We have a Pomchi named Sissy. =]
That girl has a serious attitude problem haha.
She was so cute when she was younger though I don't know what happened lol.


----------



## thekinetic (May 22, 2012)

He's so fluffy!!!


----------



## jaysee (Dec 9, 2009)

ANHEL123 said:


> Sad story, you should have another one. I know someone who's dog was stolen. I don't understand how people can steal the dog


My family has stolen 3 of the 9 dogs we've had. They were neglected and abused and were thrilled to come home with us. Here's one example - the dog was chained to the tree in the yard, sitting in its own feces with no food or water. After a week of driving back and forth to work, passing the dog, my mother couldn't take it anymore and let herself into the yard, unclipped the dog and took it home. 

I almost stole an exgirlfriends 2 dogs for the same reason. I should have - she left them in a cage 20 hours a day with no food and water.
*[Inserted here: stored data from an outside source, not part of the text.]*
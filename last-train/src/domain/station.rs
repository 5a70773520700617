//! Station types.

use std::fmt;

use super::{LastTrainTime, Line};

/// Error returned when parsing an invalid station code.
#[derive(Debug, Clone, PartialEq, Eq, thiserror::Error)]
#[error("invalid station code {code:?}: {reason}")]
pub struct InvalidStationCode {
    code: String,
    reason: &'static str,
}

/// A station code as printed on the network map, e.g. `NS24` or `EW24`.
///
/// The first two characters name the line. Two-character codes are the
/// exception: they belong to the Sentosa monorail, whose line code is a
/// single character.
///
/// # Examples
///
/// ```
/// use last_train::domain::{Line, StationCode};
///
/// let code = StationCode::parse("EW24").unwrap();
/// assert_eq!(code.as_str(), "EW24");
/// assert_eq!(code.line(), Line::EastWest);
///
/// let monorail = StationCode::parse("SW").unwrap();
/// assert_eq!(monorail.line(), Line::Sentosa);
///
/// assert!(StationCode::parse("XX9").is_err());
/// ```
#[derive(Clone, PartialEq, Eq, Hash)]
pub struct StationCode {
    raw: String,
    line: Line,
}

impl StationCode {
    /// Parse a station code, resolving its line.
    pub fn parse(s: &str) -> Result<Self, InvalidStationCode> {
        let invalid = |reason| InvalidStationCode {
            code: s.to_string(),
            reason,
        };

        let line = match s.chars().count() {
            0 | 1 => return Err(invalid("must be at least 2 characters")),
            2 => Line::Sentosa,
            _ => {
                let prefix = s
                    .get(..2)
                    .ok_or_else(|| invalid("line prefix must be ASCII"))?;
                Line::parse(prefix).map_err(|_| invalid("unknown line prefix"))?
            }
        };

        Ok(Self {
            raw: s.to_string(),
            line,
        })
    }

    /// Returns the code exactly as it appeared in the data file.
    pub fn as_str(&self) -> &str {
        &self.raw
    }

    /// The line this code belongs to.
    pub fn line(&self) -> Line {
        self.line
    }
}

impl fmt::Debug for StationCode {
    fn fmt(&self, f: &mut fmt::Formatter<'_>) -> fmt::Result {
        write!(f, "StationCode({})", self.raw)
    }
}

impl fmt::Display for StationCode {
    fn fmt(&self, f: &mut fmt::Formatter<'_>) -> fmt::Result {
        f.write_str(&self.raw)
    }
}

/// The last departure towards one destination.
#[derive(Debug, Clone, PartialEq, Eq)]
pub struct LastTrain {
    pub destination: String,
    pub time: LastTrainTime,
}

/// All last departures for one line at a station, in data-file order.
#[derive(Debug, Clone, PartialEq, Eq)]
pub struct LineTimings {
    pub line: Line,
    pub departures: Vec<LastTrain>,
}

/// A station with its codes and last-train timings.
///
/// Stations are only built by the catalog loader, which guarantees that
/// `codes` and `timings` are non-empty and that each line appears at most
/// once in `timings`.
#[derive(Debug, Clone, PartialEq, Eq)]
pub struct Station {
    name: String,
    codes: Vec<StationCode>,
    timings: Vec<LineTimings>,
}

impl Station {
    pub(crate) fn new(name: String, codes: Vec<StationCode>, timings: Vec<LineTimings>) -> Self {
        Self {
            name,
            codes,
            timings,
        }
    }

    /// The station's display name, which is also its catalog key.
    pub fn name(&self) -> &str {
        &self.name
    }

    /// Station codes, in data-file order.
    pub fn codes(&self) -> &[StationCode] {
        &self.codes
    }

    /// Timings per line, in data-file order.
    pub fn timings(&self) -> &[LineTimings] {
        &self.timings
    }

    /// Timings for a single line, if the station has any.
    pub fn timings_for(&self, line: Line) -> Option<&LineTimings> {
        self.timings.iter().find(|t| t.line == line)
    }
}

#[cfg(test)]
mod tests {
    use super::*;

    #[test]
    fn parse_standard_codes() {
        assert_eq!(StationCode::parse("NS1").unwrap().line(), Line::NorthSouth);
        assert_eq!(StationCode::parse("EW24").unwrap().line(), Line::EastWest);
        assert_eq!(StationCode::parse("CG1").unwrap().line(), Line::Changi);
        assert_eq!(StationCode::parse("TE22A").unwrap().line(), Line::ThomsonEastCoast);
        assert_eq!(StationCode::parse("BP6").unwrap().line(), Line::BukitPanjang);
    }

    #[test]
    fn two_character_codes_are_monorail() {
        assert_eq!(StationCode::parse("SW").unwrap().line(), Line::Sentosa);
        assert_eq!(StationCode::parse("NS").unwrap().line(), Line::Sentosa);
    }

    #[test]
    fn reject_short_codes() {
        assert!(StationCode::parse("").is_err());
        assert!(StationCode::parse("N").is_err());
    }

    #[test]
    fn reject_unknown_prefix() {
        assert!(StationCode::parse("XX1").is_err());
        assert!(StationCode::parse("ns1").is_err());
    }

    #[test]
    fn reject_non_ascii_prefix() {
        assert!(StationCode::parse("É12").is_err());
        assert!(StationCode::parse("NÉ1").is_err());
    }

    #[test]
    fn raw_code_preserved() {
        let code = StationCode::parse("TE22A").unwrap();
        assert_eq!(code.as_str(), "TE22A");
        assert_eq!(code.to_string(), "TE22A");
        assert_eq!(format!("{:?}", code), "StationCode(TE22A)");
    }

    #[test]
    fn error_display() {
        let err = StationCode::parse("XX1").unwrap_err();
        assert_eq!(
            err.to_string(),
            "invalid station code \"XX1\": unknown line prefix"
        );
    }

    #[test]
    fn timings_for_line() {
        let station = Station::new(
            "Jurong East".to_string(),
            vec![
                StationCode::parse("NS1").unwrap(),
                StationCode::parse("EW24").unwrap(),
            ],
            vec![LineTimings {
                line: Line::NorthSouth,
                departures: vec![LastTrain {
                    destination: "Marina South Pier".to_string(),
                    time: LastTrainTime::parse("23:18").unwrap(),
                }],
            }],
        );

        assert!(station.timings_for(Line::NorthSouth).is_some());
        assert!(station.timings_for(Line::EastWest).is_none());
    }
}

#[cfg(test)]
mod proptests {
    use super::*;
    use proptest::prelude::*;

    proptest! {
        /// Codes built from a known prefix always resolve to that line
        #[test]
        fn known_prefix_resolves(idx in 0usize..15, number in 1u32..40) {
            let line = Line::ALL[idx];
            let raw = format!("{}{}", line.code(), number);
            let code = StationCode::parse(&raw).unwrap();
            prop_assert_eq!(code.line(), line);
            prop_assert_eq!(code.as_str(), raw.as_str());
        }

        /// Parsing never panics on arbitrary input
        #[test]
        fn parse_is_total(s in "\\PC{0,8}") {
            let _ = StationCode::parse(&s);
        }
    }
}
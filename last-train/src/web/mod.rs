//! Web layer for the last-train bot.
//!
//! A thin JSON adapter for chat transports: the transport forwards commands
//! and button presses here and delivers the returned messages.

mod dto;
mod routes;
mod state;

pub use dto::*;
pub use routes::{AppError, create_router};
pub use state::AppState;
It was a shame because I trained them and cared for them, but once we broke up she reclaimed them. 

Of course I am not suggesting that the poster neglected their dog... Just sharing some reasons to steal an animal from someone.


2 weeks ago I rescued a chihuahua and a pomchi (I like that abbreviation  ) - 6 month old girls. They came from a hoarder who had 40-50 dogs.... So they've had no human contact really. Been 3 weeks since they were removed from the house.
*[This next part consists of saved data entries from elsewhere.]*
//! MarkdownV2 escaping.

/// Characters Telegram's MarkdownV2 parser treats as markup.
const RESERVED: &[char] = &[
    '\\', '_', '*', '[', ']', '(', ')', '~', '`', '>', '#', '+', '-', '=', '|', '{', '}', '.',
    '!',
];

/// Escape text so MarkdownV2 shows it literally.
///
/// Apply exactly once, to raw text, at the point it is placed into markup.
/// Escaping already-escaped text doubles the backslashes.
///
/// # Examples
///
/// ```
/// use last_train::format::escape;
///
/// assert_eq!(escape("Jurong East"), "Jurong East");
/// assert_eq!(escape("Thomson-East Coast"), "Thomson\\-East Coast");
/// ```
pub fn escape(text: &str) -> String {
    let mut out = String::with_capacity(text.len());
    for c in text.chars() {
        if RESERVED.contains(&c) {
            out.push('\\');
        }
        out.push(c);
    }
    out
}

/// Similarity as a percentage rounded to two decimals, keeping at least
/// one decimal digit (`70.0`, `94.74`, `100.0`). Not escaped.
pub fn similarity_percent(score: f64) -> String {
    let fixed = format!("{:.2}", score * 100.0);
    match fixed.strip_suffix('0') {
        Some(trimmed) if !trimmed.ends_with('.') => trimmed.to_string(),
        _ => fixed,
    }
}
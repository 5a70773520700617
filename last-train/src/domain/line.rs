//! Train line identifiers.

use std::fmt;

/// Error returned when parsing an unknown line code.
#[derive(Debug, Clone, PartialEq, Eq, thiserror::Error)]
#[error("unknown line code: {code:?}")]
pub struct InvalidLine {
    code: String,
}

/// A train line known to the bot.
///
/// This is a closed set: every line code in the data file must parse into
/// one of these, so display lookups can never fail at query time.
///
/// # Examples
///
/// ```
/// use last_train::domain::Line;
///
/// let ew = Line::parse("EW").unwrap();
/// assert_eq!(ew.code(), "EW");
/// assert_eq!(ew.name(), "East-West Line");
///
/// // Codes are case-sensitive
/// assert!(Line::parse("ew").is_err());
/// assert!(Line::parse("XX").is_err());
/// ```
#[derive(Debug, Clone, Copy, PartialEq, Eq, Hash, PartialOrd, Ord)]
pub enum Line {
    NorthSouth,
    EastWest,
    Changi,
    NorthEast,
    Circle,
    CircleExtension,
    Downtown,
    ThomsonEastCoast,
    PunggolTerminal,
    PunggolEast,
    PunggolWest,
    SengkangTerminal,
    SengkangEast,
    SengkangWest,
    BukitPanjang,
    Sentosa,
}

impl Line {
    /// Every line, in display order.
    pub const ALL: [Line; 16] = [
        Line::NorthSouth,
        Line::EastWest,
        Line::Changi,
        Line::NorthEast,
        Line::Circle,
        Line::CircleExtension,
        Line::Downtown,
        Line::ThomsonEastCoast,
        Line::PunggolTerminal,
        Line::PunggolEast,
        Line::PunggolWest,
        Line::SengkangTerminal,
        Line::SengkangEast,
        Line::SengkangWest,
        Line::BukitPanjang,
        Line::Sentosa,
    ];

    /// Parse a line code such as `"NS"` or `"S"`.
    pub fn parse(code: &str) -> Result<Self, InvalidLine> {
        Self::ALL
            .into_iter()
            .find(|line| line.code() == code)
            .ok_or_else(|| InvalidLine {
                code: code.to_string(),
            })
    }

    /// The code used for this line in the data file.
    pub fn code(&self) -> &'static str {
        match self {
            Line::NorthSouth => "NS",
            Line::EastWest => "EW",
            Line::Changi => "CG",
            Line::NorthEast => "NE",
            Line::Circle => "CC",
            Line::CircleExtension => "CE",
            Line::Downtown => "DT",
            Line::ThomsonEastCoast => "TE",
            Line::PunggolTerminal => "PT",
            Line::PunggolEast => "PE",
            Line::PunggolWest => "PW",
            Line::SengkangTerminal => "ST",
            Line::SengkangEast => "SE",
            Line::SengkangWest => "SW",
            Line::BukitPanjang => "BP",
            Line::Sentosa => "S",
        }
    }

    /// Human-readable line name, without any branch qualifier.
    pub fn name(&self) -> &'static str {
        match self {
            Line::NorthSouth => "North-South Line",
            Line::EastWest | Line::Changi => "East-West Line",
            Line::NorthEast => "North-East Line",
            Line::Circle | Line::CircleExtension => "Circle Line",
            Line::Downtown => "Downtown Line",
            Line::ThomsonEastCoast => "Thomson-East Coast Line",
            Line::PunggolTerminal => "Punggol LRT Terminal",
            Line::PunggolEast => "Punggol LRT East Loop",
            Line::PunggolWest => "Punggol LRT West Loop",
            Line::SengkangTerminal => "Sengkang LRT Terminal",
            Line::SengkangEast => "Sengkang LRT East Loop",
            Line::SengkangWest => "Sengkang LRT West Loop",
            Line::BukitPanjang => "Bukit Panjang LRT",
            Line::Sentosa => "Sentosa Monorail",
        }
    }

    /// Branch qualifier shown after the name, for lines that are branches
    /// of a longer line.
    pub fn branch(&self) -> Option<&'static str> {
        match self {
            Line::Changi => Some("Airport Branch"),
            Line::CircleExtension => Some("Marina Bay Branch"),
            _ => None,
        }
    }

    /// Colour glyph for the line.
    pub fn glyph(&self) -> &'static str {
        match self {
            Line::NorthSouth => "🔴",
            Line::EastWest | Line::Changi => "🟢",
            Line::NorthEast => "🟣",
            Line::Circle | Line::CircleExtension => "🟠",
            Line::Downtown => "🔵",
            Line::ThomsonEastCoast => "🟤",
            Line::PunggolTerminal
            | Line::PunggolEast
            | Line::PunggolWest
            | Line::SengkangTerminal
            | Line::SengkangEast
            | Line::SengkangWest
            | Line::BukitPanjang => "🚋",
            Line::Sentosa => "🏖️",
        }
    }
}

impl fmt::Display for Line {
    fn fmt(&self, f: &mut fmt::Formatter<'_>) -> fmt::Result {
        f.write_str(self.code())
    }
}
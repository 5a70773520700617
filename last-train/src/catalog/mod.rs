//! Station catalog loaded from the timing data file.
//!
//! The data file is a JSON array of station records. It is read once at
//! startup; every line code and time is validated, so the rest of the bot
//! never sees malformed data.

mod dto;
mod error;
mod store;

pub use dto::{LineRecord, StationRecord, TimingRecord};
pub use error::CatalogError;
pub use store::StationCatalog;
I keep forgetting its papillon, not pomeranian she's a mix with.....


----------



## ANHEL123 (Jul 21, 2010)

wow i totally understand and agree. In this situation i would do the same. I admire your mom. It brakes my heart to hear stories like that. And unfortunately there is a lot of stories like that. That is why i am against breeding , btw i am against bettas breading too. The video with your new girls are so cute !!!!! LOVE IT!!!! They are little skittish, which is even more cute!!!


----------



## ANHEL123 (Jul 21, 2010)

omg i came home and show video of your girls to my husband, soooo cute!!! I want another dog so badly.


----------



## jaysee (Dec 9, 2009)

They are Philly dogs. The lady I dealt with from the animal rescue fosters dogs in her house. The impression I got was that she takes the most adoptable dogs to her house so they don't spend time in the shelter. I'm sure she'd love to hear from you ;-)


----------



## ANHEL123 (Jul 21, 2010)

You live in NJ , i live in Philadelphia , we live close. Well we took the dog from the shelter about 2.5 years ago. She was taken from the kill shelter because they said she is aggressive to dogs. So if i would not take her they would put her down. Well she is not aggressive to every dog she sees , she plays with some dogs and really friendly to them . But she can be really aggressive to other dogs. I have to be really careful when i am outside with her. She is very strong dog 65 lb. I love dogs to death and at some point i do want another dog. My husband not letting me taking any more dogs for now. But i am working on it lol i am trying to change his mind. But i think its a good idea to have the phone # for that lady. If you want you can pm it for me. In order to adopt another dog i would have to introduce it to my dog .


----------



## thekinetic (May 22, 2012)

Just an FYI stealing is stealing not matter the cause and bragging about it online is foolish. Police do go on the internet. It is better to call animal control about abuse because if it were me that got robbed I'd be out for blood.

I'm not saying what you did wasn't good just ill advised.


----------



## Tree (Sep 29, 2013)

Gah so cute! <3 <3 <3 <3


----------